● **DATASET ENTRIES**
:::::
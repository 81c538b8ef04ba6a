//! Test helpers for ChemVisualizer server integration tests
//!
//! Provides an in-memory SQLite pool with migrations applied, a router
//! builder, and request helpers for the multipart upload endpoint.

use axum::{
    body::Body,
    http::{header, Request, StatusCode},
    response::Response,
    Router,
};
use serde_json::Value;
use sqlx::SqlitePool;
use tower::ServiceExt;
use tower_http::normalize_path::NormalizePath;

use chemviz_server::{
    api::{create_app, AppState},
    config::Config,
    db,
};

/// The served application: the router behind trailing-slash normalization
pub type App = NormalizePath<Router>;

/// Multipart boundary used by [`multipart_body`]
pub const BOUNDARY: &str = "chemviz-test-boundary";

/// Small well-known dataset: two reactors and one pump
pub const SAMPLE_CSV: &str = "Equipment Name,Type,Flowrate,Pressure,Temperature\n\
                              R-101,Reactor,40,120,80\n\
                              R-102,Reactor,60,140,90\n\
                              P-201,Pump,20,50,30\n";

/// Base configuration for tests: in-memory database, defaults elsewhere
pub fn test_config() -> Config {
    let mut config = Config::default();
    config.database.url = "sqlite::memory:".to_string();
    config
}

/// Create a fresh in-memory database with all migrations applied
pub async fn setup_test_db() -> SqlitePool {
    let config = test_config();
    let pool = db::create_pool(&config.database)
        .await
        .expect("Failed to create test database pool");

    sqlx::migrate!("../../migrations")
        .run(&pool)
        .await
        .expect("Failed to run migrations");

    pool
}

/// Build the application over the given pool with default config
pub fn setup_test_app(pool: SqlitePool) -> App {
    setup_test_app_with_config(pool, test_config())
}

/// Build the application with a customized config
pub fn setup_test_app_with_config(pool: SqlitePool, config: Config) -> App {
    create_app(AppState { db: pool, config })
}

/// Encode one file field as a multipart/form-data body
pub fn multipart_body(field_name: &str, filename: &str, content: &[u8]) -> Vec<u8> {
    let mut body = Vec::new();
    body.extend_from_slice(format!("--{}\r\n", BOUNDARY).as_bytes());
    body.extend_from_slice(
        format!(
            "Content-Disposition: form-data; name=\"{}\"; filename=\"{}\"\r\n\
             Content-Type: text/csv\r\n\r\n",
            field_name, filename
        )
        .as_bytes(),
    );
    body.extend_from_slice(content);
    body.extend_from_slice(format!("\r\n--{}--\r\n", BOUNDARY).as_bytes());
    body
}

/// POST a CSV to `/api/upload` and decode the JSON response
pub async fn post_csv(app: &App, filename: &str, content: &[u8]) -> (StatusCode, Value) {
    post_csv_to(app, "/api/upload", filename, content).await
}

/// POST a CSV to an explicit URI and decode the JSON response
pub async fn post_csv_to(
    app: &App,
    uri: &str,
    filename: &str,
    content: &[u8],
) -> (StatusCode, Value) {
    let request = Request::builder()
        .method("POST")
        .uri(uri)
        .header(
            header::CONTENT_TYPE,
            format!("multipart/form-data; boundary={}", BOUNDARY),
        )
        .body(Body::from(multipart_body("file", filename, content)))
        .expect("Failed to build upload request");

    send_json(app, request).await
}

/// GET a JSON endpoint
pub async fn get_json(app: &App, uri: &str) -> (StatusCode, Value) {
    let request = Request::builder()
        .uri(uri)
        .body(Body::empty())
        .expect("Failed to build GET request");

    send_json(app, request).await
}

/// GET an endpoint and return the raw response (for binary bodies)
pub async fn get_raw(app: &App, uri: &str) -> Response {
    let request = Request::builder()
        .uri(uri)
        .body(Body::empty())
        .expect("Failed to build GET request");

    app.clone()
        .oneshot(request)
        .await
        .expect("Request failed")
}

/// Dispatch a request and decode the body as JSON (Null when empty)
pub async fn send_json(app: &App, request: Request<Body>) -> (StatusCode, Value) {
    let response = app
        .clone()
        .oneshot(request)
        .await
        .expect("Request failed");

    let status = response.status();
    let bytes = axum::body::to_bytes(response.into_body(), usize::MAX)
        .await
        .expect("Failed to read response body");

    let json = if bytes.is_empty() {
        Value::Null
    } else {
        serde_json::from_slice(&bytes).expect("Response body is not valid JSON")
    };

    (status, json)
}

/// Read a response body fully into bytes
pub async fn body_bytes(response: Response) -> Vec<u8> {
    axum::body::to_bytes(response.into_body(), usize::MAX)
        .await
        .expect("Failed to read response body")
        .to_vec()
}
:::::
● **AIM OF THE EXERCISE**
Copy each line of the listing that contains the string "axum".

● **TASK SOLUTION**
use axum::{
    let bytes = axum::body::to_bytes(response.into_body(), usize::MAX)
    axum::body::to_bytes(response.into_body(), usize::MAX)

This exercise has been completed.